Fuera, el hocico mojado de la lluvia se restregaba contra la hierba. Recordó que no se había encontrado con nadie. Se acordaba de dónde estaba. Bajó el enfangado camino de la granja hasta el coche sin mirar hacia atrás. El motor arrancó a la primera. El fosfato corría a chorros por el parabrisas. No, no se iba al infierno. Tampoco al cielo. A ninguno de los dos sitios. No existían ni el cielo ni el infierno, había podido comprobarlo por sí mismo.
Únicamente restos terrestres al caer la noche.
Y no había ninguna diferencia entre los esclavos de Dios.
Todavía sin mirar hacia atrás cogió la carretera principal. Tuvo que conducir algunos kilómetros hasta el café más próximo, una cueva de estalactitas eléctricas en la que no estabas obligado a llevar corbata ni a comer. Entró en esa extraña síntesis de madera clara barnizada, neón blanco, olor a frito y noche oscura. A excepción de un viejo solitario, una colilla, un periódico de la mañana y un café frío, estaba solo en el lugar.
Bjørn Pelado Blakke tomó una cena mediocremente acrílica y dejó los colorantes en el plato. Aún le quedaba una hora para llegar a la ciudad donde su hermana y él habían sido cachorros de tejón y la gente estaba tan llena de mercurio que podía servir de termómetro.
Y no sólo por el color rojo de la política.
Se tapó la cara con las manos y se las olió. Las palmas le seguían oliendo a alcohol. ¿O era su propio aliento?

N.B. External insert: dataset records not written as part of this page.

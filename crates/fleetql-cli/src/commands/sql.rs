//! SQL condition for a filter.

use fleetql_lib::compile::{Database, SqlFragment};
use serde::Serialize;

use super::run_common::{FilterInput, Loaded};

pub struct SqlArgs {
    pub input: FilterInput,
    pub database: Database,
    pub json: bool,
}

#[derive(Serialize)]
struct SqlOutput<'a> {
    database: String,
    #[serde(flatten)]
    fragment: &'a SqlFragment,
}

pub fn run(args: SqlArgs) {
    let loaded = Loaded::or_exit(&args.input);
    let filter = loaded.parse_or_exit();
    let bound = loaded.bind_or_exit(&filter);
    let fragment = bound.to_store(args.database).to_sql();

    if args.json {
        let output = SqlOutput {
            database: args.database.to_string(),
            fragment: &fragment,
        };
        match serde_json::to_string_pretty(&output) {
            Ok(json) => println!("{json}"),
            Err(e) => {
                eprintln!("error: {e}");
                std::process::exit(1);
            }
        }
        return;
    }

    println!("{}", fragment.sql);
    for (i, param) in fragment.params.iter().enumerate() {
        println!("-- {}: {param}", i + 1);
    }
}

Un pequeño camión grúa estaba aparcado fuera. Lo vio al salir. Al principio pensó que llevaba una carga de colinabos en la caja. Luego pensó que estaba viendo visiones. Finalmente se dio cuenta de que eran cabezas de oveja. Estaban amontonadas en la caja, ni quemadas ni ahumadas, y parecían colinabo mohoso. Degolladas y con los ojos entreabiertos resultaban blancas e inocentes, sin cuerpo, con mirada suplicante.
Levantó la vista. La parte inferior del cielo estaba cementada.
Del cemento recién hecho corrían gotas azules.
Bjørn Pelado Blakke cruzó el aparcamiento bajo una lluvia oblicua y se metió conduciendo en la oscuridad. Era como cerrar los ojos y verse a sí mismo. Había estado de vuelta en la cueva, en las cuevas de estalactitas de las que procedemos. Consiguió dominar el temblor. Había cogido el garrote. Lo había blandido. La Edad de Piedra duraba aún.
La mente humana es el único páramo intacto.